Update: Who takes the blame for the Lloyds TSB duplicate payment error?
Over 200,000 people were affected by a glitch at Lloyds TSB, when an error with its merchant system duplicated payments on New Year's Eve. Jenny Williams investigates.
Lloyds TSB has stated that the duplicate transactions problem that affected 200,000 customers this week related to a "systems error".
Alex Kwiatkowski, principal analyst at Ovum, who previously worked as a manager in the transaction banking division of Lloyds TSB, said there could be a number of causes.
"As with all payment issues, this has been put down to a typical technical glitch in the system. The level of inconvenience is incredibly large."

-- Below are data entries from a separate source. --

//! # Metrics Collector
//!
//! Monotonic counters plus last-observed latency samples describing pool
//! health, vote outcomes, and recovery timing. Mutated only by the
//! dispatcher, voter, and recovery manager; external observers read
//! snapshots.

use std::sync::Mutex;
use std::sync::atomic::AtomicU64;
use std::sync::atomic::Ordering;
use std::time::Duration;

use crate::vote::Severity;

#[derive(Default)]
struct Timings {
    instantiate_ms: Option<f64>,
    last_rebuild_ms: Option<f64>,
    last_switchover_ms: Option<f64>,
}

#[derive(Default)]
pub struct PoolMetrics {
    frames_seen: AtomicU64,
    frames_accepted: AtomicU64,
    frames_rejected: AtomicU64,
    traps_observed: AtomicU64,
    invoke_timeouts: AtomicU64,
    votes_unanimous: AtomicU64,
    votes_majority: AtomicU64,
    votes_irreconcilable: AtomicU64,
    failovers: AtomicU64,
    pool_not_ready: AtomicU64,
    recoveries_started: AtomicU64,
    recoveries_completed: AtomicU64,
    recoveries_failed: AtomicU64,
    sink_errors: AtomicU64,
    timings: Mutex<Timings>,
}

/// Point-in-time copy of all metrics.
#[derive(Clone, Debug, Default, PartialEq)]
pub struct MetricsSnapshot {
    pub frames_seen: u64,
    pub frames_accepted: u64,
    pub frames_rejected: u64,
    pub traps_observed: u64,
    pub invoke_timeouts: u64,
    pub votes_unanimous: u64,
    pub votes_majority: u64,
    pub votes_irreconcilable: u64,
    pub failovers: u64,
    pub pool_not_ready: u64,
    pub recoveries_started: u64,
    pub recoveries_completed: u64,
    pub recoveries_failed: u64,
    pub sink_errors: u64,
    pub compile_ms: Option<f64>,
    pub instantiate_ms: Option<f64>,
    pub last_rebuild_ms: Option<f64>,
    pub last_switchover_ms: Option<f64>,
}

fn ms(duration: Duration) -> f64 {
    duration.as_secs_f64() * 1000.0
}

impl PoolMetrics {
    pub(crate) fn new() -> Self {
        Self::default()
    }

    pub(crate) fn inc_frames(&self) {
        self.frames_seen.fetch_add(1, Ordering::Relaxed);
    }

    pub(crate) fn inc_traps(&self, count: u64) {
        self.traps_observed.fetch_add(count, Ordering::Relaxed);
    }

    pub(crate) fn inc_timeouts(&self) {
        self.invoke_timeouts.fetch_add(1, Ordering::Relaxed);
    }

    pub(crate) fn inc_failovers(&self) {
        self.failovers.fetch_add(1, Ordering::Relaxed);
    }

    pub(crate) fn inc_pool_not_ready(&self) {
        self.pool_not_ready.fetch_add(1, Ordering::Relaxed);
    }

    pub(crate) fn inc_recoveries_started(&self) {
        self.recoveries_started.fetch_add(1, Ordering::Relaxed);
    }

    pub(crate) fn inc_recoveries_completed(&self) {
        self.recoveries_completed.fetch_add(1, Ordering::Relaxed);
    }

    pub(crate) fn inc_recoveries_failed(&self) {
        self.recoveries_failed.fetch_add(1, Ordering::Relaxed);
    }

    pub(crate) fn inc_sink_errors(&self) {
        self.sink_errors.fetch_add(1, Ordering::Relaxed);
    }

    pub(crate) fn record_vote(&self, severity: &Severity, accepted: bool) {
        match severity {
            Severity::Unanimous => self.votes_unanimous.fetch_add(1, Ordering::Relaxed),
            Severity::Majority => self.votes_majority.fetch_add(1, Ordering::Relaxed),
            Severity::Irreconcilable => self.votes_irreconcilable.fetch_add(1, Ordering::Relaxed),
        };
        if accepted {
            self.frames_accepted.fetch_add(1, Ordering::Relaxed);
        } else {
            self.frames_rejected.fetch_add(1, Ordering::Relaxed);
        }
    }

    pub(crate) fn record_instantiate(&self, elapsed: Duration) {
        self.lock_timings().instantiate_ms = Some(ms(elapsed));
    }

    pub(crate) fn record_rebuild(&self, elapsed: Duration) {
        self.lock_timings().last_rebuild_ms = Some(ms(elapsed));
    }

    pub(crate) fn record_switchover(&self, elapsed: Duration) {
        self.lock_timings().last_switchover_ms = Some(ms(elapsed));
    }

    fn lock_timings(&self) -> std::sync::MutexGuard<'_, Timings> {
        self.timings
            .lock()
            .unwrap_or_else(|poisoned| poisoned.into_inner())
    }

    pub(crate) fn snapshot(&self, compile: Option<Duration>) -> MetricsSnapshot {
        let timings = self.lock_timings();
        MetricsSnapshot {
            frames_seen: self.frames_seen.load(Ordering::Relaxed),
            frames_accepted: self.frames_accepted.load(Ordering::Relaxed),
            frames_rejected: self.frames_rejected.load(Ordering::Relaxed),
            traps_observed: self.traps_observed.load(Ordering::Relaxed),
            invoke_timeouts: self.invoke_timeouts.load(Ordering::Relaxed),
            votes_unanimous: self.votes_unanimous.load(Ordering::Relaxed),
            votes_majority: self.votes_majority.load(Ordering::Relaxed),
            votes_irreconcilable: self.votes_irreconcilable.load(Ordering::Relaxed),
            failovers: self.failovers.load(Ordering::Relaxed),
            pool_not_ready: self.pool_not_ready.load(Ordering::Relaxed),
            recoveries_started: self.recoveries_started.load(Ordering::Relaxed),
            recoveries_completed: self.recoveries_completed.load(Ordering::Relaxed),
            recoveries_failed: self.recoveries_failed.load(Ordering::Relaxed),
            sink_errors: self.sink_errors.load(Ordering::Relaxed),
            compile_ms: compile.map(ms),
            instantiate_ms: timings.instantiate_ms,
            last_rebuild_ms: timings.last_rebuild_ms,
            last_switchover_ms: timings.last_switchover_ms,
        }
    }
}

"It could be down to operator errors, a human error or a hardware failure, or a software bug that has somehow corrupted the disk. Due to the volume of transactions, the payment processing handling would normally be very robust, which is why these events are fairly rare occurrences. It'll be one to keep an eye on to see if any more happen and a pattern emerges," he said.
Kwiatkowski added he would be surprised if it was a programming or date-related issue.
"From the evidence, it's unfortunate timing to when it occurred. The New Year's period is not a normal business working day. This could have influenced the ability for a fast resolution to be found as support staff were on holiday."
Kwiatkowski said the failure was an embarrassment for the long-running joint venture between Lloyds TSB and First Data.
"The attraction of using a third-party [for payment processing] you look for robustness. The minute you have an outage, it requires rapid resolution to make sure it doesn't happen twice."
Kwiatkowski is uncertain if this points to a industry-wide problem in the way payments are processed. "We've seen more examples of payment system problems in the past 12 months. It does highlight the technological complexity. Hawkish scrutiny of the technology needs to be maintained.
First Data told Computer Weekly it was unable to elaborate on Lloyds TSB's statement but said it was conducting an investigation following the error.